**Goal of the exercise**
Repeat every line of the material below exactly.

-- Opening Marker --

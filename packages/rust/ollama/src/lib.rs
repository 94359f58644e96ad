//! HTTP client for a local Ollama runtime.
//!
//! Covers the endpoints TweetRAG needs: embeddings (`/api/embed`),
//! non-streaming generation (`/api/generate`), and the setup helpers
//! (`/api/tags`, `/api/pull`, `/api/version`).

mod types;

use std::time::Duration;

use reqwest::{Client, Response};
use serde::Serialize;
use serde::de::DeserializeOwned;
use tracing::{debug, info, instrument};
use url::Url;

use tweetrag_shared::{ModelConfig, Result, TweetRagError};

pub use types::{Generation, ModelInfo};
use types::{
    EmbedRequest, EmbedResponse, ErrorResponse, GenerateRequest, GenerateResponse, PullRequest,
    PullResponse, TagsResponse, VersionResponse,
};

/// User-Agent string for Ollama requests.
const USER_AGENT: &str = concat!("TweetRAG/", env!("CARGO_PKG_VERSION"));

/// Default timeout for requests in seconds. Generation on CPU is slow.
const DEFAULT_TIMEOUT_SECS: u64 = 120;

/// Pulls download gigabytes; allow far longer than ordinary requests.
const PULL_TIMEOUT_SECS: u64 = 60 * 60;

// ---------------------------------------------------------------------------
// Options
// ---------------------------------------------------------------------------

/// Connection settings for [`OllamaClient`].
#[derive(Debug, Clone)]
pub struct OllamaOptions {
    /// Base URL of the Ollama server.
    pub base_url: Url,
    /// Request timeout in seconds.
    pub timeout_secs: u64,
}

impl OllamaOptions {
    /// Options for a server at `base_url` with the default timeout.
    pub fn new(base_url: Url) -> Self {
        Self {
            base_url,
            timeout_secs: DEFAULT_TIMEOUT_SECS,
        }
    }
}

impl From<&ModelConfig> for OllamaOptions {
    fn from(config: &ModelConfig) -> Self {
        Self {
            base_url: config.base_url.clone(),
            timeout_secs: config.timeout_secs,
        }
    }
}

// ---------------------------------------------------------------------------
// Client
// ---------------------------------------------------------------------------

/// Thin async client for the Ollama REST API.
///
/// Cheap to clone; clones share the underlying connection pool.
#[derive(Debug, Clone)]
pub struct OllamaClient {
    client: Client,
    base_url: Url,
}

impl OllamaClient {
    /// Build a client for the given server.
    pub fn new(opts: &OllamaOptions) -> Result<Self> {
        let client = Client::builder()
            .user_agent(USER_AGENT)
            .timeout(Duration::from_secs(opts.timeout_secs))
            .build()
            .map_err(|e| TweetRagError::Network(format!("failed to build HTTP client: {e}")))?;

        Ok(Self {
            client,
            base_url: with_trailing_slash(&opts.base_url),
        })
    }

    /// The server base URL.
    pub fn base_url(&self) -> &Url {
        &self.base_url
    }

    /// Embed a single text.
    #[instrument(skip_all, fields(model = %model))]
    pub async fn embed(&self, model: &str, text: &str) -> Result<Vec<f32>> {
        let mut vectors = self.embed_batch(model, &[text]).await?;
        vectors
            .pop()
            .ok_or_else(|| TweetRagError::Model(format!("{model}: no embedding returned")))
    }

    /// Embed several texts in one request. Output order matches input order.
    #[instrument(skip_all, fields(model = %model, count = texts.len()))]
    pub async fn embed_batch(&self, model: &str, texts: &[&str]) -> Result<Vec<Vec<f32>>> {
        if texts.is_empty() {
            return Ok(Vec::new());
        }

        let req = EmbedRequest {
            model,
            input: texts,
        };
        let resp: EmbedResponse = self.post_json("api/embed", &req).await?;

        if resp.embeddings.len() != texts.len() {
            return Err(TweetRagError::Model(format!(
                "{model}: expected {} embeddings, got {}",
                texts.len(),
                resp.embeddings.len()
            )));
        }
        if resp.embeddings.iter().any(Vec::is_empty) {
            return Err(TweetRagError::Model(format!("{model}: empty embedding vector")));
        }

        debug!(
            dimension = resp.embeddings[0].len(),
            "received embeddings"
        );
        Ok(resp.embeddings)
    }

    /// Generate a completion for `prompt` without streaming.
    #[instrument(skip_all, fields(model = %model, prompt_len = prompt.len()))]
    pub async fn generate(&self, model: &str, prompt: &str) -> Result<Generation> {
        let req = GenerateRequest {
            model,
            prompt,
            stream: false,
        };
        let resp: GenerateResponse = self.post_json("api/generate", &req).await?;
        let generation = Generation::from(resp);

        debug!(
            chars = generation.text.len(),
            eval_count = ?generation.eval_count,
            "generation complete"
        );
        Ok(generation)
    }

    /// List locally installed models.
    #[instrument(skip_all)]
    pub async fn list_models(&self) -> Result<Vec<ModelInfo>> {
        let url = self.endpoint("api/tags")?;
        let response = self
            .client
            .get(url.clone())
            .send()
            .await
            .map_err(|e| TweetRagError::network(&url, e))?;
        let tags: TagsResponse = decode(&url, response).await?;
        Ok(tags.models)
    }

    /// Download a model, blocking until the pull completes.
    #[instrument(skip_all, fields(model = %model))]
    pub async fn pull_model(&self, model: &str) -> Result<()> {
        info!("pulling model");
        let url = self.endpoint("api/pull")?;
        let req = PullRequest {
            model,
            stream: false,
        };
        let response = self
            .client
            .post(url.clone())
            .timeout(Duration::from_secs(PULL_TIMEOUT_SECS))
            .json(&req)
            .send()
            .await
            .map_err(|e| TweetRagError::network(&url, e))?;
        let resp: PullResponse = decode(&url, response).await?;

        if resp.status != "success" {
            return Err(TweetRagError::Model(format!(
                "{model}: pull ended with status '{}'",
                resp.status
            )));
        }
        info!("model pulled");
        Ok(())
    }

    /// Server version. Doubles as a reachability check.
    #[instrument(skip_all)]
    pub async fn version(&self) -> Result<String> {
        let url = self.endpoint("api/version")?;
        let response = self
            .client
            .get(url.clone())
            .send()
            .await
            .map_err(|e| TweetRagError::network(&url, e))?;
        let resp: VersionResponse = decode(&url, response).await?;
        Ok(resp.version)
    }

    // -----------------------------------------------------------------------
    // Helpers
    // -----------------------------------------------------------------------

    fn endpoint(&self, path: &str) -> Result<Url> {
        self.base_url
            .join(path)
            .map_err(|e| TweetRagError::config(format!("invalid endpoint '{path}': {e}")))
    }

    async fn post_json<B, T>(&self, path: &str, body: &B) -> Result<T>
    where
        B: Serialize + ?Sized,
        T: DeserializeOwned,
    {
        let url = self.endpoint(path)?;
        let response = self
            .client
            .post(url.clone())
            .json(body)
            .send()
            .await
            .map_err(|e| TweetRagError::network(&url, e))?;
        decode(&url, response).await
    }
}

/// Check the status and decode a JSON body, surfacing Ollama's `error` text.
async fn decode<T: DeserializeOwned>(url: &Url, response: Response) -> Result<T> {
    let status = response.status();
    let body = response
        .text()
        .await
        .map_err(|e| TweetRagError::network(url, format!("failed to read body: {e}")))?;

    if !status.is_success() {
        let detail = serde_json::from_str::<ErrorResponse>(&body)
            .map(|e| e.error)
            .unwrap_or(body);
        return Err(TweetRagError::network(
            url,
            format!("HTTP {status}: {}", detail.trim()),
        ));
    }

    serde_json::from_str(&body)
        .map_err(|e| TweetRagError::parse(format!("{url}: unexpected response body: {e}")))
}

/// `Url::join` drops the last path segment unless the base ends with `/`.
fn with_trailing_slash(url: &Url) -> Url {
    let mut url = url.clone();
    if !url.path().ends_with('/') {
        let path = format!("{}/", url.path());
        url.set_path(&path);
    }
    url
}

-- Closing Marker --

**Result for this exercise**
filename packages/rust/ollama/src/lib.rs
repository 94359f58644e96ad
//! HTTP client for a local Ollama runtime.
//!
//! Covers the endpoints TweetRAG needs: embeddings (`/api/embed`),
//! non-streaming generation (`/api/generate`), and the setup helpers
//! (`/api/tags`, `/api/pull`, `/api/version`).

mod types;

use std::time::Duration;

use reqwest::{Client, Response};
use serde::Serialize;
use serde::de::DeserializeOwned;
use tracing::{debug, info, instrument};
use url::Url;

use tweetrag_shared::{ModelConfig, Result, TweetRagError};

pub use types::{Generation, ModelInfo};
use types::{
    EmbedRequest, EmbedResponse, ErrorResponse, GenerateRequest, GenerateResponse, PullRequest,
    PullResponse, TagsResponse, VersionResponse,
};

/// User-Agent string for Ollama requests.
const USER_AGENT: &str = concat!("TweetRAG/", env!("CARGO_PKG_VERSION"));

/// Default timeout for requests in seconds. Generation on CPU is slow.
const DEFAULT_TIMEOUT_SECS: u64 = 120;

/// Pulls download gigabytes; allow far longer than ordinary requests.
const PULL_TIMEOUT_SECS: u64 = 60 * 60;

// ---------------------------------------------------------------------------
// Options
// ---------------------------------------------------------------------------

/// Connection settings for [`OllamaClient`].
#[derive(Debug, Clone)]
pub struct OllamaOptions {
    /// Base URL of the Ollama server.
    pub base_url: Url,
    /// Request timeout in seconds.
    pub timeout_secs: u64,
}

impl OllamaOptions {
    /// Options for a server at `base_url` with the default timeout.
    pub fn new(base_url: Url) -> Self {
        Self {
            base_url,
            timeout_secs: DEFAULT_TIMEOUT_SECS,
        }
    }
}

impl From<&ModelConfig> for OllamaOptions {
    fn from(config: &ModelConfig) -> Self {
        Self {
            base_url: config.base_url.clone(),
            timeout_secs: config.timeout_secs,
        }
    }
}

// ---------------------------------------------------------------------------
// Client
// ---------------------------------------------------------------------------

/// Thin async client for the Ollama REST API.
///
/// Cheap to clone; clones share the underlying connection pool.
#[derive(Debug, Clone)]
pub struct OllamaClient {
    client: Client,
    base_url: Url,
}

impl OllamaClient {
    /// Build a client for the given server.
    pub fn new(opts: &OllamaOptions) -> Result<Self> {
        let client = Client::builder()
            .user_agent(USER_AGENT)
            .timeout(Duration::from_secs(opts.timeout_secs))
            .build()
            .map_err(|e| TweetRagError::Network(format!("failed to build HTTP client: {e}")))?;

        Ok(Self {
            client,
            base_url: with_trailing_slash(&opts.base_url),
        })
    }

    /// The server base URL.
    pub fn base_url(&self) -> &Url {
        &self.base_url
    }

    /// Embed a single text.
    #[instrument(skip_all, fields(model = %model))]
    pub async fn embed(&self, model: &str, text: &str) -> Result<Vec<f32>> {
        let mut vectors = self.embed_batch(model, &[text]).await?;
        vectors
            .pop()
            .ok_or_else(|| TweetRagError::Model(format!("{model}: no embedding returned")))
    }

    /// Embed several texts in one request. Output order matches input order.
    #[instrument(skip_all, fields(model = %model, count = texts.len()))]
    pub async fn embed_batch(&self, model: &str, texts: &[&str]) -> Result<Vec<Vec<f32>>> {
        if texts.is_empty() {
            return Ok(Vec::new());
        }

        let req = EmbedRequest {
            model,
            input: texts,
        };
        let resp: EmbedResponse = self.post_json("api/embed", &req).await?;

        if resp.embeddings.len() != texts.len() {
            return Err(TweetRagError::Model(format!(
                "{model}: expected {} embeddings, got {}",
                texts.len(),
                resp.embeddings.len()
            )));
        }
        if resp.embeddings.iter().any(Vec::is_empty) {
            return Err(TweetRagError::Model(format!("{model}: empty embedding vector")));
        }

        debug!(
            dimension = resp.embeddings[0].len(),
            "received embeddings"
        );
        Ok(resp.embeddings)
    }

    /// Generate a completion for `prompt` without streaming.
    #[instrument(skip_all, fields(model = %model, prompt_len = prompt.len()))]
    pub async fn generate(&self, model: &str, prompt: &str) -> Result<Generation> {
        let req = GenerateRequest {
            model,
            prompt,
            stream: false,
        };
        let resp: GenerateResponse = self.post_json("api/generate", &req).await?;
        let generation = Generation::from(resp);

        debug!(
            chars = generation.text.len(),
            eval_count = ?generation.eval_count,
            "generation complete"
        );
        Ok(generation)
    }

    /// List locally installed models.
    #[instrument(skip_all)]
    pub async fn list_models(&self) -> Result<Vec<ModelInfo>> {
        let url = self.endpoint("api/tags")?;
        let response = self
            .client
            .get(url.clone())
            .send()
            .await
            .map_err(|e| TweetRagError::network(&url, e))?;
        let tags: TagsResponse = decode(&url, response).await?;
        Ok(tags.models)
    }

    /// Download a model, blocking until the pull completes.
    #[instrument(skip_all, fields(model = %model))]
    pub async fn pull_model(&self, model: &str) -> Result<()> {
        info!("pulling model");
        let url = self.endpoint("api/pull")?;
        let req = PullRequest {
            model,
            stream: false,
        };
        let response = self
            .client
            .post(url.clone())
            .timeout(Duration::from_secs(PULL_TIMEOUT_SECS))
            .json(&req)
            .send()
            .await
            .map_err(|e| TweetRagError::network(&url, e))?;
        let resp: PullResponse = decode(&url, response).await?;

        if resp.status != "success" {
            return Err(TweetRagError::Model(format!(
                "{model}: pull ended with status '{}'",
                resp.status
            )));
        }
        info!("model pulled");
        Ok(())
    }

    /// Server version. Doubles as a reachability check.
    #[instrument(skip_all)]
    pub async fn version(&self) -> Result<String> {
        let url = self.endpoint("api/version")?;
        let response = self
            .client
            .get(url.clone())
            .send()
            .await
            .map_err(|e| TweetRagError::network(&url, e))?;
        let resp: VersionResponse = decode(&url, response).await?;
        Ok(resp.version)
    }

    // -----------------------------------------------------------------------
    // Helpers
    // -----------------------------------------------------------------------

    fn endpoint(&self, path: &str) -> Result<Url> {
        self.base_url
            .join(path)
            .map_err(|e| TweetRagError::config(format!("invalid endpoint '{path}': {e}")))
    }

    async fn post_json<B, T>(&self, path: &str, body: &B) -> Result<T>
    where
        B: Serialize + ?Sized,
        T: DeserializeOwned,
    {
        let url = self.endpoint(path)?;
        let response = self
            .client
            .post(url.clone())
            .json(body)
            .send()
            .await
            .map_err(|e| TweetRagError::network(&url, e))?;
        decode(&url, response).await
    }
}

/// Check the status and decode a JSON body, surfacing Ollama's `error` text.
async fn decode<T: DeserializeOwned>(url: &Url, response: Response) -> Result<T> {
    let status = response.status();
    let body = response
        .text()
        .await
        .map_err(|e| TweetRagError::network(url, format!("failed to read body: {e}")))?;

    if !status.is_success() {
        let detail = serde_json::from_str::<ErrorResponse>(&body)
            .map(|e| e.error)
            .unwrap_or(body);
        return Err(TweetRagError::network(
            url,
            format!("HTTP {status}: {}", detail.trim()),
        ));
    }

    serde_json::from_str(&body)
        .map_err(|e| TweetRagError::parse(format!("{url}: unexpected response body: {e}")))
}

/// `Url::join` drops the last path segment unless the base ends with `/`.
fn with_trailing_slash(url: &Url) -> Url {
    let mut url = url.clone();
    if !url.path().ends_with('/') {
        let path = format!("{}/", url.path());
        url.set_path(&path);
    }
    url
}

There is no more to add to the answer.